_TASK DETAILS_
Where a line below holds the string "BuildResult", copy that line.

__________

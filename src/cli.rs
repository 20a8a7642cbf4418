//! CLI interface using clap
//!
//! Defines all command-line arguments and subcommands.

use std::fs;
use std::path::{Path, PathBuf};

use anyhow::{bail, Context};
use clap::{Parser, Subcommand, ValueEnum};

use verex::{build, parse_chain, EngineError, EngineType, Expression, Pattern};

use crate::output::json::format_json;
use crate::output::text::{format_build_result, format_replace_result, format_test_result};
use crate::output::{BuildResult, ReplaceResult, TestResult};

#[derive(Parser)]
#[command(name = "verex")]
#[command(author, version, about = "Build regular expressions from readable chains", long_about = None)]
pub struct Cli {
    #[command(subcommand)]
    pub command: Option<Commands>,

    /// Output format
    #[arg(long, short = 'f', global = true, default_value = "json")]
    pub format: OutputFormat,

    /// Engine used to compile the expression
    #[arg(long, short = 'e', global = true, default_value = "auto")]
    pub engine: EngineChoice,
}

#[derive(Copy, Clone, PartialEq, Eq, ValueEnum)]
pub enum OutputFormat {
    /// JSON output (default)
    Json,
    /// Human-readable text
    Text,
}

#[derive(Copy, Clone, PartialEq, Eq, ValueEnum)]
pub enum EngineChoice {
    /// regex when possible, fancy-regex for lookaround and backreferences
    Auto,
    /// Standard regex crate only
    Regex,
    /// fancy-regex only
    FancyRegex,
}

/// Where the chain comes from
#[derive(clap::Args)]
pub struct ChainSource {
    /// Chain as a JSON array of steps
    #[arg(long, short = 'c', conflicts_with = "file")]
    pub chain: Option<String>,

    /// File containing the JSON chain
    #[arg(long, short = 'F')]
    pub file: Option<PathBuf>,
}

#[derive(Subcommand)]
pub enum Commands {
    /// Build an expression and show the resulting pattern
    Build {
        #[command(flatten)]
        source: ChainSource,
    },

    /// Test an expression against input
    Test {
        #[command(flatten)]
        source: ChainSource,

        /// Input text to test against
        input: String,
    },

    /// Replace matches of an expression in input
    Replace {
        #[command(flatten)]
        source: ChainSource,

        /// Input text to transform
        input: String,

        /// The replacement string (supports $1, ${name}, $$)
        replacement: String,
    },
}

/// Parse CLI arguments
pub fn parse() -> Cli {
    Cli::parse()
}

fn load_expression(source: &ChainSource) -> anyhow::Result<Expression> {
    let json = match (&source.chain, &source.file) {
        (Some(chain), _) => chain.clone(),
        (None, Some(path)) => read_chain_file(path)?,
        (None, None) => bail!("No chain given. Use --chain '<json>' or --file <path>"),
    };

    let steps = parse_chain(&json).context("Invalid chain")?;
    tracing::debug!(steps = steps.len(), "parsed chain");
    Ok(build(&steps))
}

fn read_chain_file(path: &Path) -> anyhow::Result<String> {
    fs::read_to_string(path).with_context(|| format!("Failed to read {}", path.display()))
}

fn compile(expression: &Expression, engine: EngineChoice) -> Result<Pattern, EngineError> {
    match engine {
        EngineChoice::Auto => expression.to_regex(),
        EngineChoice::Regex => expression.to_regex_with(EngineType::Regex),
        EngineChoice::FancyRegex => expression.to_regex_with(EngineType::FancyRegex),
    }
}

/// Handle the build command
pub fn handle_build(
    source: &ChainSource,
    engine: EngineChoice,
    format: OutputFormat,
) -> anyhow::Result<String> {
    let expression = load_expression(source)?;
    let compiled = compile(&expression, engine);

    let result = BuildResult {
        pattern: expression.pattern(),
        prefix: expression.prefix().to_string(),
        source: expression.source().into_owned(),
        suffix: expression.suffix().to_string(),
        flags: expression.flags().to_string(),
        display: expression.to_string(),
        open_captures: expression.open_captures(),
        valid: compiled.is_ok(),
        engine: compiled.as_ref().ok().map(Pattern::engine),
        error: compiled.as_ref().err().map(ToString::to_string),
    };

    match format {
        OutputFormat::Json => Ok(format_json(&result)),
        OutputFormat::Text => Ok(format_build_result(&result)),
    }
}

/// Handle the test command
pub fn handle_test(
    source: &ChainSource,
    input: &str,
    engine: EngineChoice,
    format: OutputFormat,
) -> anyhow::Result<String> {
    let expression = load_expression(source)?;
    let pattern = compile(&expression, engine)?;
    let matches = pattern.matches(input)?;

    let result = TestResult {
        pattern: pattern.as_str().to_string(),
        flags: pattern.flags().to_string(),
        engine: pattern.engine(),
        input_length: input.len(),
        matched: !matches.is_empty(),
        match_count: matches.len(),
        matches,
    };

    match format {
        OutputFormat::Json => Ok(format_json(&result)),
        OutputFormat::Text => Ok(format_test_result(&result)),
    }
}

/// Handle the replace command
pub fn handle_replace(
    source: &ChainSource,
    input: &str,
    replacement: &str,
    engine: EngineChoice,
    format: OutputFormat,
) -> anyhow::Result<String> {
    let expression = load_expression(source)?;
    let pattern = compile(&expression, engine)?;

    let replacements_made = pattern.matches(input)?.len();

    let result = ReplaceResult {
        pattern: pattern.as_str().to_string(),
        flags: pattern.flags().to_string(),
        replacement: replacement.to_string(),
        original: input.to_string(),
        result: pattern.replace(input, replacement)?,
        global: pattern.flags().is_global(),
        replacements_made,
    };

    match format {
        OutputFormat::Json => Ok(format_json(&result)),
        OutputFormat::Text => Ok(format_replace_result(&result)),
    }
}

__________

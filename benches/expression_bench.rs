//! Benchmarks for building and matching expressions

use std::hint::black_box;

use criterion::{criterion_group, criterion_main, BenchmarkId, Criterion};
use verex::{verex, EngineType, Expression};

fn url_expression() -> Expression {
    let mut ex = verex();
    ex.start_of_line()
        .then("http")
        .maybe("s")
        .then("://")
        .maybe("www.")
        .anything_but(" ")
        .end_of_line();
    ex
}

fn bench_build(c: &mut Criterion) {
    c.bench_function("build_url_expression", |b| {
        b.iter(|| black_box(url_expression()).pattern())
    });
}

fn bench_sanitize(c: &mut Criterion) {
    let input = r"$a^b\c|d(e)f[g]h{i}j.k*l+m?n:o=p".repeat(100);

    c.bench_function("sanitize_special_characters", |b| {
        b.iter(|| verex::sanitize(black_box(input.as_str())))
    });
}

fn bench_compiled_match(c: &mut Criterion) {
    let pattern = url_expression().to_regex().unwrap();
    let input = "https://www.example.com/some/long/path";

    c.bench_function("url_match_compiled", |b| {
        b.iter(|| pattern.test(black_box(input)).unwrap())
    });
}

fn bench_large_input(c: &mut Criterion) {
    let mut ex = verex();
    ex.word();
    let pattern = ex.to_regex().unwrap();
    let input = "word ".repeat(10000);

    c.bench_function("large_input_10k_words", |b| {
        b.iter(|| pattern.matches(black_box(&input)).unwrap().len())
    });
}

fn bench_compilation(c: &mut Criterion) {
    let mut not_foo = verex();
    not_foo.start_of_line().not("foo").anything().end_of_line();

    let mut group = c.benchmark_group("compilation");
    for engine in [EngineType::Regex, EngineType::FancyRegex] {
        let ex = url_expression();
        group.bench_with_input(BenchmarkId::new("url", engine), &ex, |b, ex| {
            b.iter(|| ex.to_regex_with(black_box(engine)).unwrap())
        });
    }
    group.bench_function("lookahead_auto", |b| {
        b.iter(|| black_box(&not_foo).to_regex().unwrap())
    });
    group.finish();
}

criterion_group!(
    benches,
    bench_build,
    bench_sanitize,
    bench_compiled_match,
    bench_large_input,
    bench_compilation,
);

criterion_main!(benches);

__________

_SOLUTION TO THIS TASK_
use crate::output::{BuildResult, ReplaceResult, TestResult};
    let result = BuildResult {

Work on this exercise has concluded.